We're going to watch the movie later.  Sorry, Walking Dead, you have been relegated to Tuesday night.  Despite being a huge fan of the X-Men movie franchise (and, to a lesser extent, the comics) a failure to obtain a babysitter meant that we didn't see the Days of Future Past in the cinema.

Although I already have the Floyd album as WAV files, it was nice to get my mitts on a physical copy, and sit salivating over all the photos of 90s Floyd.

I noticed that Machine Head have a new album out, and I still haven't got round to buying the Sunn O)))/Scott Walker album.  I'm willing to bet that both of these will usurp The Endless River in my Album of the Year list.

Other purchases:

- tons of healthy food, because Paul and I plan to attempt to lose some weight.
- some boots and a cat mask for Scarlett, because she's dressing as Catwoman for Superhero Day on friday.   

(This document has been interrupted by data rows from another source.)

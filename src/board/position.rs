/*
 * This Source Code Form is subject to the terms of the Mozilla Public
 * License, v. 2.0. If a copy of the MPL was not distributed with this
 * file, You can obtain one at https://mozilla.org/MPL/2.0/.
 */

use std::{fmt, ops::Index};

use anyhow::{bail, Result};

use super::{Color, File, Piece, Rank, Square, FEN_STARTPOS};

/// Represents the 8x8 grid of an in-progress chess game.
///
/// Has no knowledge of whose turn it is or where the kings are cached. If you
/// need those, see [`Game`](crate::Game).
///
/// Internally a mailbox of one optional [`Piece`] per [`Square`].
#[derive(Clone, Copy, PartialEq, Eq, Hash)]
pub struct Board {
    mailbox: [Option<Piece>; Square::COUNT],
}

impl Board {
    /// Creates a new, empty [`Board`] containing no pieces.
    ///
    /// # Example
    /// ```
    /// # use rookery::Board;
    /// let board = Board::new();
    /// assert_eq!(board.to_placement(), "8/8/8/8/8/8/8/8");
    /// ```
    #[inline(always)]
    pub const fn new() -> Self {
        Self {
            mailbox: [None; Square::COUNT],
        }
    }

    /// Builds a [`Board`] from a FEN piece-placement field.
    ///
    /// Parsing never fails. Reading stops at the first space, so a full FEN
    /// string may be supplied. A `/` moves to the next grid row and resets the
    /// file, digits `1`-`8` skip that many squares and piece letters place a
    /// piece. Any other character is ignored, and pieces that would land off
    /// the board are dropped.
    ///
    /// Use [`check_placement`] to find out whether a placement is well-formed.
    ///
    /// # Example
    /// ```
    /// # use rookery::{Board, Piece, Square};
    /// let board = Board::from_placement("4k3/8/8/8/8/8/8/4K3 w - - 0 1");
    /// assert_eq!(board.piece_at(Square::E1), Some(Piece::WHITE_KING));
    /// assert_eq!(board.piece_at(Square::E8), Some(Piece::BLACK_KING));
    ///
    /// // Garbage is skipped rather than rejected
    /// let board = Board::from_placement("4k3/8/8/8/8/8/8/4K3?!");
    /// assert_eq!(board.to_placement(), "4k3/8/8/8/8/8/8/4K3");
    /// ```
    pub fn from_placement(placement: &str) -> Self {
        let mut board = Self::new();
        let mut row = 0;
        let mut col = 0;

        for c in placement.chars() {
            match c {
                ' ' => break,

                '/' => {
                    row += 1;
                    col = 0;
                }

                '1'..='8' => col += c as usize - '0' as usize,

                _ => {
                    let Ok(piece) = Piece::from_uci(c) else {
                        continue;
                    };

                    if let Some(square) = Square::from_grid(row, col) {
                        board.place(piece, square);
                    }
                    col += 1;
                }
            }
        }

        board
    }

    /// Writes this [`Board`] as a FEN piece-placement field.
    ///
    /// # Example
    /// ```
    /// # use rookery::Board;
    /// let board = Board::default();
    /// assert_eq!(board.to_placement(), "rnbqkbnr/pppppppp/8/8/8/8/PPPPPPPP/RNBQKBNR");
    /// ```
    pub fn to_placement(&self) -> String {
        let mut placements: [String; Rank::COUNT] = Default::default();

        for rank in Rank::iter() {
            let mut empty_spaces = 0;
            for file in File::iter() {
                if let Some(piece) = self.piece_at(Square::new(file, rank)) {
                    if empty_spaces != 0 {
                        placements[rank.index()] += &empty_spaces.to_string();
                        empty_spaces = 0;
                    }
                    placements[rank.index()].push(piece.char());
                } else {
                    empty_spaces += 1;
                }
            }

            if empty_spaces != 0 {
                placements[rank.index()] += &empty_spaces.to_string();
            }
        }
        placements.reverse();

        placements.join("/")
    }

    /// Returns `true` if there is a piece at the given [`Square`].
    #[inline(always)]
    pub const fn has(&self, square: Square) -> bool {
        self.mailbox[square.index()].is_some()
    }

    /// Fetches the [`Piece`] at the provided [`Square`], if there is one.
    ///
    /// # Example
    /// ```
    /// # use rookery::{Board, Piece, Square};
    /// let board = Board::default();
    /// assert_eq!(board.piece_at(Square::D8), Some(Piece::BLACK_QUEEN));
    /// assert!(board.piece_at(Square::E4).is_none());
    /// ```
    #[inline(always)]
    pub const fn piece_at(&self, square: Square) -> Option<Piece> {
        self.mailbox[square.index()]
    }

    #[inline(always)]
    pub fn color_at(&self, square: Square) -> Option<Color> {
        self.mailbox[square].map(|piece| piece.color())
    }

    /// Places the provided [`Piece`] at the supplied [`Square`], replacing anything already there.
    ///
    /// # Example
    /// ```
    /// # use rookery::{Board, Piece, Square};
    /// let mut board = Board::new();
    /// board.place(Piece::WHITE_KNIGHT, Square::C1);
    /// assert_eq!(board.to_placement(), "8/8/8/8/8/8/8/2N5");
    /// ```
    #[inline(always)]
    pub fn place(&mut self, piece: Piece, square: Square) {
        self.mailbox[square] = Some(piece);
    }

    /// Takes the [`Piece`] from a given [`Square`], if there is one present.
    #[inline(always)]
    pub fn take(&mut self, square: Square) -> Option<Piece> {
        self.mailbox[square].take()
    }

    /// Moves whatever occupies `from` onto `to`, overwriting `to`.
    ///
    /// Nothing is checked: an empty `from` simply empties `to`.
    #[inline(always)]
    pub fn relocate(&mut self, from: Square, to: Square) {
        self.mailbox[to] = self.mailbox[from].take();
    }

    /// Iterates over every occupied square, from `a1` to `h8`.
    pub fn iter(&self) -> impl Iterator<Item = (Square, Piece)> + '_ {
        Square::iter().filter_map(|square| self.piece_at(square).map(|piece| (square, piece)))
    }

    /// Finds the first king of `color` on the board by scanning every square.
    ///
    /// # Example
    /// ```
    /// # use rookery::{Board, Color, Square};
    /// let board = Board::default();
    /// assert_eq!(board.find_king(Color::White), Some(Square::E1));
    /// assert_eq!(board.find_king(Color::Black), Some(Square::E8));
    /// ```
    pub fn find_king(&self, color: Color) -> Option<Square> {
        self.iter()
            .find(|(_, piece)| piece.is_king() && piece.color() == color)
            .map(|(square, _)| square)
    }

    /// Packs this [`Board`] into rows of integer piece codes.
    ///
    /// Row `0` is rank 8, so the rows read in the same order as a placement field.
    ///
    /// # Example
    /// ```
    /// # use rookery::{Board, Piece};
    /// let codes = Board::default().codes();
    /// assert_eq!(codes[0][4], Piece::BLACK_KING.code());
    /// assert_eq!(codes[7][4], Piece::WHITE_KING.code());
    /// assert_eq!(codes[4], [0; 8]);
    /// ```
    pub fn codes(&self) -> [[u8; File::COUNT]; Rank::COUNT] {
        let mut codes = [[Piece::EMPTY_CODE; File::COUNT]; Rank::COUNT];

        for square in Square::iter() {
            codes[square.grid_row()][square.grid_col()] = Piece::code_of(self.piece_at(square));
        }

        codes
    }

    /// Rebuilds a [`Board`] from rows of integer piece codes, as produced by [`Board::codes`].
    pub fn from_codes(codes: &[[u8; File::COUNT]; Rank::COUNT]) -> Result<Self> {
        let mut board = Self::new();

        for (row, cells) in codes.iter().enumerate() {
            for (col, &code) in cells.iter().enumerate() {
                if let (Some(square), Some(piece)) = (Square::from_grid(row, col), Piece::from_code(code)?) {
                    board.place(piece, square);
                }
            }
        }

        Ok(board)
    }
}

/// Validates a FEN piece-placement field without building a [`Board`].
///
/// [`Board::from_placement`] accepts anything. This reports the problems it
/// would silently paper over: unknown characters, ranks that do not cover
/// exactly eight files, a rank count other than eight, and anything other than
/// exactly one king per side.
///
/// # Example
/// ```
/// # use rookery::check_placement;
/// assert!(check_placement("4k3/8/8/8/8/8/8/4K3").is_ok());
/// assert!(check_placement("4k3/8/8/8/8/8/8/4K2").is_err());
/// assert!(check_placement("8/8/8/8/8/8/8/4K3").is_err());
/// ```
pub fn check_placement(placement: &str) -> Result<()> {
    let placement = placement.split(' ').next().unwrap_or_default();
    let ranks = placement.split('/').collect::<Vec<_>>();

    if ranks.len() != Rank::COUNT {
        bail!(
            "Placement must describe {} ranks. Got {} in {placement:?}",
            Rank::COUNT,
            ranks.len()
        );
    }

    let mut kings = [0; Color::COUNT];

    for (row, rank) in ranks.iter().enumerate() {
        let mut files = 0;

        for c in rank.chars() {
            if let Some(empty) = c.to_digit(10).filter(|n| (1..=8).contains(n)) {
                files += empty as usize;
            } else if let Ok(piece) = Piece::from_uci(c) {
                if piece.is_king() {
                    kings[piece.color()] += 1;
                }
                files += 1;
            } else {
                bail!("Invalid char {c:?} in rank {} of placement {placement:?}", 8 - row);
            }
        }

        if files != File::COUNT {
            bail!(
                "Rank {} of placement {placement:?} covers {files} files instead of {}",
                8 - row,
                File::COUNT
            );
        }
    }

    for color in Color::all() {
        if kings[color] != 1 {
            bail!(
                "Placement {placement:?} must have exactly one {color} king. Found {}",
                kings[color]
            );
        }
    }

    Ok(())
}

impl Default for Board {
    #[inline(always)]
    fn default() -> Self {
        Self::from_placement(FEN_STARTPOS)
    }
}

impl Index<Square> for Board {
    type Output = Option<Piece>;
    #[inline(always)]
    fn index(&self, index: Square) -> &Self::Output {
        &self.mailbox[index]
    }
}

impl fmt::Display for Board {
    fn fmt(&self, f: &mut fmt::Formatter<'_>) -> fmt::Result {
        let mut board = String::with_capacity(198);

        for rank in Rank::iter().rev() {
            board += &format!("{rank}| ");

            for file in File::iter() {
                let occupant = self
                    .piece_at(Square::new(file, rank))
                    .map(|piece| piece.char())
                    .unwrap_or('.');

                board += &format!("{occupant} ");
            }

            board += "\n"
        }
        board += " +";
        for _ in File::iter() {
            board += "--";
        }
        board += "\n   ";
        for file in File::iter() {
            board += &format!("{file} ");
        }

        write!(f, "{board}")
    }
}

impl fmt::Debug for Board {
    fn fmt(&self, f: &mut fmt::Formatter<'_>) -> fmt::Result {
        write!(f, "{}", self.to_placement())
    }
}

Back in July, I posted the following forecast on A Fleeting Glimpse Pink Floyd Forum:

I expect the new Floyd album to be pleasant and easy to listen to, impeccably recorded and with exemplary musicianship, but all very dry.
Roger's album I reckon will be a huge plate of What The Fuck Is He Thinking?! 
So that's my prediction...
Floyd album = Lovely but dull.
Roger's album = almost unlistenable, cringe-inducing yet sort of interesting in the way a village drunk is.

Though I might have to wait until the year 2020 to find out if I was correct about Roger’s eternally forthcoming solo album, the anticipation leading up to the release of The Endless River is finally over.

Having now heard The Endless River, I stand by my original prediction.  It’s not a terrible album by any means.  Indeed, it’s arguably superior to any of their post-Waters output in that it sounds timeless and elegant when compared with the 80s onslaught of A Momentary Lapse of Reason, and the excessively poppy and radio-friendly Division Bell.  Even the teasers that on their own sounded dated - such as “Anisina”’s opening, with its predictable chord progression - actually work within the context of the album as pieces that revisit their past glories.  Many of the hallmarks of the beloved Floyd albums of their experimental early years and ’70s heyday are present and correct –celestial synths, neat guitar arpeggios giving way to soaring soloing, understated drums, ambient passages, and an appropriate arrangement into suites connected by a unifying theme of togetherness and a lament for the loss of a fallen comrade.  It’s clear that the album is aimed squarely at the faithful Floydian fanbase, so kudos to the lads for not shooting for lowest-common-denominator music consumer.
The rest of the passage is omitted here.